Лещинский понимал все, потому что он знал испанский язык. Его отвели и заперли в комнате, которая походила на тюрьму самых ужасных времен инквизиции.
Когда испанцы схватили молодого поляка, он был голоден, потому что не ел с самого вечера, и когда затворилась дверь его тюрьмы, он уже восемнадцать часов оставался без пищи. Конечно, он был мужествен, но умереть в восемнадцать лет — это слишком рано! Некоторое время боролся он с видениями, которые, как страшная фантасмагория, являлись перед ним; потом юность и усталость победили все, и он погрузился в глубокий сон, подобный смерти.
Около двух часов проспал он, когда дверь его темницы тихо отворилась, кто-то вошел в нее неслышными шагами, рукой закрывая свет зажженной лампады, склонился к постели пленника, и нежный, звучный серебристый голосок женщины произнес:
— Хотите поужинать?
Молодой поляк, вдруг пробужденный внезапным светом, прикосновением руки и словами молодой женщины, приподнялся на своем ложе и, приоткрыв глаза, сказал по-немецки:
— Чего вы хотите от меня?
— Сейчас же дайте этому человеку еды, — сказал Кастаньос, узнав результат первого испытания. — Оседлать его лошадь и отпустить его, пусть едет своим путем. Он не француз: кто может владеть собой до такой степени?
Но Кастаньос был не один. Правда, Лещинскому дали поесть, но не оседлали его лошади, и он остался в своей тюрьме до утра. На рассвете привели его на место казни, где все еще лежали трупы французов, ужасно убитых крестьянами Трухильо, и продержали там целый день. К вечеру Лещинский почти с радостью возвратился в тюрьму и вскоре заснул крепким сном, потому что природа и молодость вознаграждали его за все, что он претерпевал. И опять среди самого глубокого сна, среди спокойствия, подобного смерти, когда разнежилось все тело, дверь тихо отворилась, и тот же нежный голос произнес:
— Вставайте и пойдемте. Вас хотят спасти! Конь ваш готов!

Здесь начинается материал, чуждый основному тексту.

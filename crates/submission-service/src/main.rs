mod config;
mod telemetry;

use config::ServiceConfig;
use std::sync::Arc;
use std::time::Duration;
use submission_domain::RetryPolicy;
use submission_store::LocalFileStore;
use submission_worker::{LogOutcomeObserver, NatsClient, SubmissionWorker, SubmissionWorkerConfig};
use tokio_util::sync::CancellationToken;
use tracing::{error, info};

#[tokio::main]
async fn main() {
    let config = match ServiceConfig::from_env() {
        Ok(cfg) => cfg,
        Err(e) => {
            eprintln!("failed to load configuration: {e}");
            std::process::exit(1);
        }
    };

    telemetry::init_telemetry(&config.log_level);

    info!(
        store_root = %config.store_root,
        nats_url = %config.nats_url,
        stream = %config.transaction_stream,
        "starting submission service"
    );

    if let Err(e) = run(config).await {
        error!(error = %e, "submission service failed");
        std::process::exit(1);
    }
}

async fn run(config: ServiceConfig) -> anyhow::Result<()> {
    let store = Arc::new(LocalFileStore::new(&config.store_root));

    let nats_client = NatsClient::connect(
        &config.nats_url,
        Duration::from_secs(config.nats_connect_timeout_secs),
    )
    .await?;
    nats_client.ensure_stream(&config.transaction_stream).await?;

    let retry = RetryPolicy::new(
        config.retry_max_attempts,
        Duration::from_secs(config.retry_base_delay_secs),
    );

    let worker = SubmissionWorker::new(
        store,
        Arc::new(LogOutcomeObserver),
        nats_client.create_delivery_stream(),
        retry,
        SubmissionWorkerConfig {
            stream: config.transaction_stream.clone(),
            subject: config.transaction_subject.clone(),
            consumer_name: config.consumer_name.clone(),
            batch_size: config.nats_batch_size,
            batch_wait_secs: config.nats_batch_wait_secs,
        },
    )
    .await?;

    let shutdown = CancellationToken::new();

    let ctrl_c_token = shutdown.clone();
    tokio::spawn(async move {
        match tokio::signal::ctrl_c().await {
            Ok(()) => {
                info!("received shutdown signal");
                ctrl_c_token.cancel();
            }
            Err(e) => error!(error = %e, "error setting up signal handler"),
        }
    });

    #[cfg(unix)]
    {
        let sigterm_token = shutdown.clone();
        tokio::spawn(async move {
            use tokio::signal::unix::{signal, SignalKind};
            match signal(SignalKind::terminate()) {
                Ok(mut sigterm) => {
                    sigterm.recv().await;
                    info!("received SIGTERM");
                    sigterm_token.cancel();
                }
                Err(e) => error!(error = %e, "error setting up SIGTERM handler"),
            }
        });
    }

    worker.run(shutdown).await
}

Но мужественный молодой человек, пробужденный такими словами, отвечал, и опять по-немецки:
— Чего хотите вы от меня?
Кастаньос, узнав об этом новом испытании, опять сказал, что молодого человека надо отпустить, но его мнение не воздействовало на комиссию, которая хотела найти юношу виновным, но не могла и рычала от бешенства, не имея возможности обвинить его. Эти люди в борьбе за желание, которое не могло быть исполненным, уже переставали быть людьми. Это были те судьи, которые велели перепилить генерала Рене, бросить полковника Паветти в раскаленную печь, мучительно умертвить Франчески. А между тем испанцы — народ великий и прекрасный, это вне всякого сомнения. Но когда возбуждены страсти, именно потому, что природа их выкроена по мерке огромной, все, что зависит от нее, отличается такими же исполинскими размерами, как она сама. Любовь к отечеству и любовь к своим королям были двумя главными привязанностями испанцев, и они почитали своим долгом глядеть на них с особым обожанием, когда оба этих предмета были в опасности.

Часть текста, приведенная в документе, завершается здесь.